Esse entendimento foi aplicado nos casos
em que o total gasto pela Câmara foi de no máximo R$ 100 mil, os
destinos das viagens foram prioritariamente nacionais e nos quais não
foram encontrados indícios de que os envolvidos comercializaram créditos
das passagens e nem atuavam em organização criminosa. Também foi
considerado nas situações em que o número de bilhetes foi inferior a
132, o equivalente a um por semana entre 2007 e 2009. Nesses casos, como
não foram reunidos elementos
de convicção suficientes para a elucidação completa dos fatos, o
entendimento do MPF foi que não haveria utilidade manter a investigação,
uma vez que - em hipótese de condenação - a pena a ser aplicada não
afastaria a ocorrência de prescrição. “A
persecução penal, por ser uma atividade realizada pela Administração
Pública, deve atender ao comando constitucional da eficiência, não sendo
minimamente racional que se mantenha a tramitação de um procedimento
custoso ao Estado e à sociedade que, se sabe de antemão, não terá
resultado prático em razão da prescrição”, reforça um dos trechos do
documento.
Entre
os investigados com mais de 70 anos, aparecem Rubens Moreira Mendes
Filho, que adquiriu 160 bilhetes aéreos em favor de terceiros, e
Ernandes Santos Amorim, com 217 bilhetes. Nos dois casos, a última
compra aconteceu no início de 2009, ou seja, o Estado tinha, no máximo, oito anos
(metade do prazo prescricional calculado para a pena máxima prevista
para o crime de peculato) para oficializar a abertura de ações contra
eles. Ao todo, 77 investigados
foram enquadrados nessa hipótese e receberam do MPF um parecer pela
extinção da punibilidade.
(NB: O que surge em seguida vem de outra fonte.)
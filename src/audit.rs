//! Structured audit trail. Guardian has no separate audit-log process;
//! this module *is* the sink's contract spec.md §3 describes: each
//! call site in `proxy`/`approver` wiring emits one `AuditEvent` via
//! `tracing`, at the level spec.md §7 assigns to that error kind.
//! Whatever the operator points at Guardian's stderr (journald, a log
//! shipper) is the real audit store.

use serde::Serialize;
use tracing::{info, warn};

/// A single audited decision. Tokens are represented only by their
/// first 8 hex characters, spec.md's "never the token" rule applies
/// to the audit trail as much as to error logs.
#[derive(Debug, Clone, Serialize)]
pub struct AuditEvent<'a> {
	pub kind: &'a str,
	pub token_hash: &'a str,
	pub project: &'a str,
	pub domain: &'a str,
	pub detail: &'a str,
}

/// Truncates a full token down to the prefix safe to log.
pub fn token_hash(token: &str) -> &str {
	&token[..token.len().min(8)]
}

impl AuditEvent<'_> {
	pub fn emit_info(&self) {
		info!(
			kind = self.kind,
			token_hash = self.token_hash,
			project = self.project,
			domain = self.domain,
			detail = self.detail,
			"audit"
		);
	}

	pub fn emit_warn(&self) {
		warn!(
			kind = self.kind,
			token_hash = self.token_hash,
			project = self.project,
			domain = self.domain,
			detail = self.detail,
			"audit"
		);
	}
}
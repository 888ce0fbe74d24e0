//! Database abstraction layer for news-report.
//!
//! Reports talk to the database through two traits: a `Connector` that
//! opens connections and the `DatabaseClient` each connection exposes.

pub mod mock;
mod postgres;
mod types;

pub use mock::{ScriptedDatabase, ScriptedFailure};
pub use postgres::{PostgresClient, PostgresConnector};
pub use types::{QueryResult, Row, Value};

use crate::error::Result;
use async_trait::async_trait;

/// Trait defining the interface for an open database connection.
#[async_trait]
pub trait DatabaseClient: Send {
    /// Executes a SQL query and returns all rows in server order.
    async fn execute_query(&mut self, sql: &str) -> Result<QueryResult>;

    /// Closes the database connection. Safe to call more than once.
    async fn close(&mut self) -> Result<()>;
}

/// Opens database connections.
#[async_trait]
pub trait Connector: Send + Sync {
    async fn connect(&self) -> Result<Box<dyn DatabaseClient>>;
}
O posicionamento se repetiu no caso de um
ex-parlamentar já falecido.
Inquérito Civil
Na
esfera civil, o uso de verbas públicas para pagar bilhetes aéreos
destinados a terceiros é objeto de um inquérito em andamento no mesmo
ofício da PR/DF responsável pela ratificação parcial das denúncias. Os
envolvidos poderão ser processados com base na Lei 8.429/92 que
trata de infrações que configuram enriquecimento ilícito, dano ao
erário e violação aos princípios da Administração Pública. Neste caso,
dependendo do que ficar comprovado, os acusados estão sujeitos a penas
como o ressarcimento integral do dano e o pagamento de multa que pode
chegar a três vezes o valor do prejuízo, além da perda da função
pública, suspensão de direitos políticos e proibição de fazer contratos com
o poder público. Ao todo, cotas de 560 políticos – entre antigos e
atuais parlamentares – são investigadas. O número é maior que o
verificado nas ações penais por dois motivos: primeiro porque incluem
políticos com prerrogativa de foro e porque na esfera civil, o prazo
prescricional é diferente, ou seja, pessoas que não responderão na
esfera criminal poderão ser incluídos em eventuais ações por improbidade
e de ressarcimento.
Como um
dos principais objetivos nesta esfera é assegurar o ressarcimento dos
cofres públicos, neste momento, a área técnica do MPF trabalha na
produção de um levantamento completo dos valores gastos apela Câmara dos
Deputados para a aquisição de passagens usadas por terceiros. O estudo
inclui o valor total pago pelos bilhetes e também pelas taxas de
embarque e deverá ser atualizado até julho de 2017. Outra informação
importante é saber em quais casos os parlamentares ou ex-parlamentares
já devolveram – ainda que de forma parcial – o dinheiro usado na
aquisição de passagens para viagens sem vínculos com o exercício da
atividade parlamentar. No inquérito consta apenas uma relação enviada
pela Câmara dos Deputados segundo a qual, ao longo do ano de 2009, 41
investigados recolheram aos cofres públicos R$ 220.309,48.